_Source information_:

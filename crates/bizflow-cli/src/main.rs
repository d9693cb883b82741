mod config;
mod prompt;

use bizflow_agent::{default_agents, ClaudeBackend, LlmBackend, LlmReasoner};
use bizflow_core::{Notifier, Reasoner, WorkflowEvent};
use bizflow_gateway::{ConnectionManager, GatewayServer};
use bizflow_journal::{FileJournal, Journal};
use bizflow_orchestrator::{
    AgentRegistry, BroadcastNotifier, Orchestrator, WorkflowJournal, WorkflowState,
};
use clap::{Parser, Subcommand};
use config::BizflowConfig;
use std::path::PathBuf;
use std::sync::Arc;
use tokio::sync::broadcast::error::RecvError;
use tracing::{info, warn};
use tracing_subscriber::EnvFilter;
use uuid::Uuid;

#[derive(Parser)]
#[command(name = "bizflow", about = "bizflow: business workflows with human approval gates")]
struct Cli {
    /// Path to config file
    #[arg(short, long, default_value = "bizflow.toml")]
    config: PathBuf,

    /// Model API key (fills `[model].api_key` when it is blank)
    #[arg(long, env = "BIZFLOW_API_KEY", hide_env_values = true)]
    api_key: Option<String>,

    #[command(subcommand)]
    command: Commands,
}

#[derive(Subcommand)]
enum Commands {
    /// Start the gateway server
    Serve {
        /// Host to bind to (overrides config)
        #[arg(long)]
        host: Option<String>,
        /// Port to listen on (overrides config)
        #[arg(short, long)]
        port: Option<u16>,
    },
    /// Run one workflow, answering the approval gates in this terminal
    Run {
        /// What the workflow should accomplish
        #[arg(short, long)]
        task: String,
        /// Submitting user
        #[arg(short, long)]
        user: Option<String>,
    },
    /// Print the journaled history of a workflow
    History {
        workflow_id: Uuid,
        /// Print the raw journal records instead of the rebuilt state
        #[arg(long)]
        raw: bool,
    },
}

#[tokio::main]
async fn main() -> anyhow::Result<()> {
    let _ = dotenvy::dotenv();

    tracing_subscriber::fmt()
        .with_env_filter(
            EnvFilter::try_from_default_env().unwrap_or_else(|_| EnvFilter::new("info")),
        )
        .with_writer(std::io::stderr)
        .json()
        .init();

    let cli = Cli::parse();

    let mut config = BizflowConfig::load(&cli.config).await?;
    config.apply_api_key(cli.api_key);

    match cli.command {
        Commands::Serve { host, port } => serve(config, host, port).await,
        Commands::Run { task, user } => {
            let user = user.unwrap_or_else(prompt::reviewer_name);
            run_interactive(config, &user, &task).await
        }
        Commands::History { workflow_id, raw } => history(config, workflow_id, raw).await,
    }
}

/// Agents and planner backend for the configured model, or offline ones.
fn collaborators(config: &BizflowConfig) -> (AgentRegistry, Option<Arc<dyn Reasoner>>) {
    let backend: Option<Arc<dyn LlmBackend>> = match &config.model {
        Some(model) if !model.api_key.is_empty() => {
            info!(model = %model.model_id, "Using model-backed agents");
            Some(Arc::new(ClaudeBackend::new(model.clone())))
        }
        Some(model) => {
            warn!(model = %model.model_id, "No API key configured, running offline agents");
            None
        }
        None => {
            info!("No model configured, running offline agents");
            None
        }
    };

    let mut agents = AgentRegistry::new();
    for agent in default_agents(backend.clone()) {
        agents.register(agent);
    }
    let reasoner = backend.map(|b| Arc::new(LlmReasoner::new(b)) as Arc<dyn Reasoner>);
    (agents, reasoner)
}

async fn open_journal(config: &BizflowConfig) -> anyhow::Result<Arc<dyn Journal>> {
    let journal = FileJournal::new(config.journal_dir()).await?;
    Ok(Arc::new(journal))
}

async fn serve(config: BizflowConfig, host: Option<String>, port: Option<u16>) -> anyhow::Result<()> {
    let host = host.unwrap_or_else(|| config.server.host.clone());
    let port = port.unwrap_or(config.server.port);

    info!("Starting bizflow gateway on {}:{}", host, port);

    let journal = open_journal(&config).await?;
    let (agents, reasoner) = collaborators(&config);
    let connections = ConnectionManager::new();
    let notifier: Arc<dyn Notifier> = connections.clone();
    let orchestrator = Arc::new(Orchestrator::new(
        config.workflow.clone(),
        agents,
        reasoner,
        notifier,
        journal,
    ));

    let app = GatewayServer::build(orchestrator, connections);

    let addr = format!("{host}:{port}");
    let listener = tokio::net::TcpListener::bind(&addr).await?;
    info!("bizflow gateway listening on {}", addr);
    axum::serve(listener, app).await?;
    Ok(())
}

async fn run_interactive(config: BizflowConfig, user: &str, task: &str) -> anyhow::Result<()> {
    let journal = open_journal(&config).await?;
    let (agents, reasoner) = collaborators(&config);
    let notifier = Arc::new(BroadcastNotifier::new(256));
    let mut events = notifier.subscribe();
    let orchestrator = Arc::new(Orchestrator::new(
        config.workflow.clone(),
        agents,
        reasoner,
        notifier,
        journal,
    ));

    let handle = orchestrator.submit(user, task).await?;
    let workflow_id = handle.workflow_id;
    eprintln!("Workflow {workflow_id} submitted");

    loop {
        let notification = match events.recv().await {
            Ok(n) => n,
            Err(RecvError::Lagged(skipped)) => {
                warn!(skipped, "Terminal reviewer fell behind");
                continue;
            }
            Err(RecvError::Closed) => break,
        };
        if notification.workflow_id != workflow_id {
            continue;
        }

        if let Some(line) = prompt::format_status_line(&notification.event) {
            eprintln!("{line}");
        }
        if matches!(
            notification.event,
            WorkflowEvent::WorkflowCompleted { .. }
                | WorkflowEvent::WorkflowError { .. }
                | WorkflowEvent::WorkflowCancelled { .. }
        ) {
            break;
        }

        let request_id = match &notification.event {
            WorkflowEvent::PlanApprovalRequest { request_id, .. }
            | WorkflowEvent::FinalResultsApprovalRequest { request_id, .. } => request_id.clone(),
            _ => continue,
        };
        if let Some(text) = prompt::format_gate_prompt(&notification.event) {
            answer_gate(&orchestrator, &request_id, &text).await?;
        }
    }

    let state = handle.wait().await?;
    print_state(&state)?;
    Ok(())
}

/// Prompt until the gate accepts an answer or stops waiting for one.
async fn answer_gate(
    orchestrator: &Orchestrator,
    request_id: &str,
    prompt_text: &str,
) -> anyhow::Result<()> {
    loop {
        eprint!("{prompt_text}");
        let line = tokio::task::spawn_blocking(|| {
            let mut input = String::new();
            std::io::stdin().read_line(&mut input).map(|_| input)
        })
        .await??;

        let mut response = prompt::parse_reply(&line, request_id);
        response.reviewer = Some(prompt::reviewer_name());
        match orchestrator.respond(response).await {
            Ok(_) => return Ok(()),
            Err(e) => eprintln!("\x1b[33m  {e}\x1b[0m"),
        }
    }
}

fn print_state(state: &WorkflowState) -> anyhow::Result<()> {
    let out = serde_json::json!({
        "workflow_id": state.workflow_id,
        "status": state.status,
        "iterations": state.iteration,
        "failure_reason": state.failure_reason,
        "results": state.accumulated_results,
    });
    println!("{}", serde_json::to_string_pretty(&out)?);
    Ok(())
}

async fn history(config: BizflowConfig, workflow_id: Uuid, raw: bool) -> anyhow::Result<()> {
    let journal = WorkflowJournal::new(open_journal(&config).await?);

    if raw {
        let records = journal.records(workflow_id).await?;
        if records.is_empty() {
            anyhow::bail!("No journal records for workflow {workflow_id}");
        }
        for record in records {
            println!("{}", serde_json::to_string(&record)?);
        }
        return Ok(());
    }

    let state = journal
        .replay(workflow_id)
        .await?
        .ok_or_else(|| anyhow::anyhow!("No journal records for workflow {workflow_id}"))?;
    println!("Workflow {} ({})", state.workflow_id, state.status);
    println!("Task: {}", state.task_description());
    println!("Sequence: {:?}", state.agent_sequence);
    for entry in &state.execution_history {
        println!(
            "  iter {} step {} {:<12} {:?}  {}",
            entry.iteration,
            entry.step,
            entry.agent.as_str(),
            entry.outcome,
            entry.result_summary
        );
    }
    if let Some(reason) = &state.failure_reason {
        println!("Reason: {reason}");
    }
    Ok(())
}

_What you have to do_: Out of the preceding entries, pull each line that contains the word "ClaudeBackend".

_Solution for this exercise_:
use bizflow_agent::{default_agents, ClaudeBackend, LlmBackend, LlmReasoner};
            Some(Arc::new(ClaudeBackend::new(model.clone())))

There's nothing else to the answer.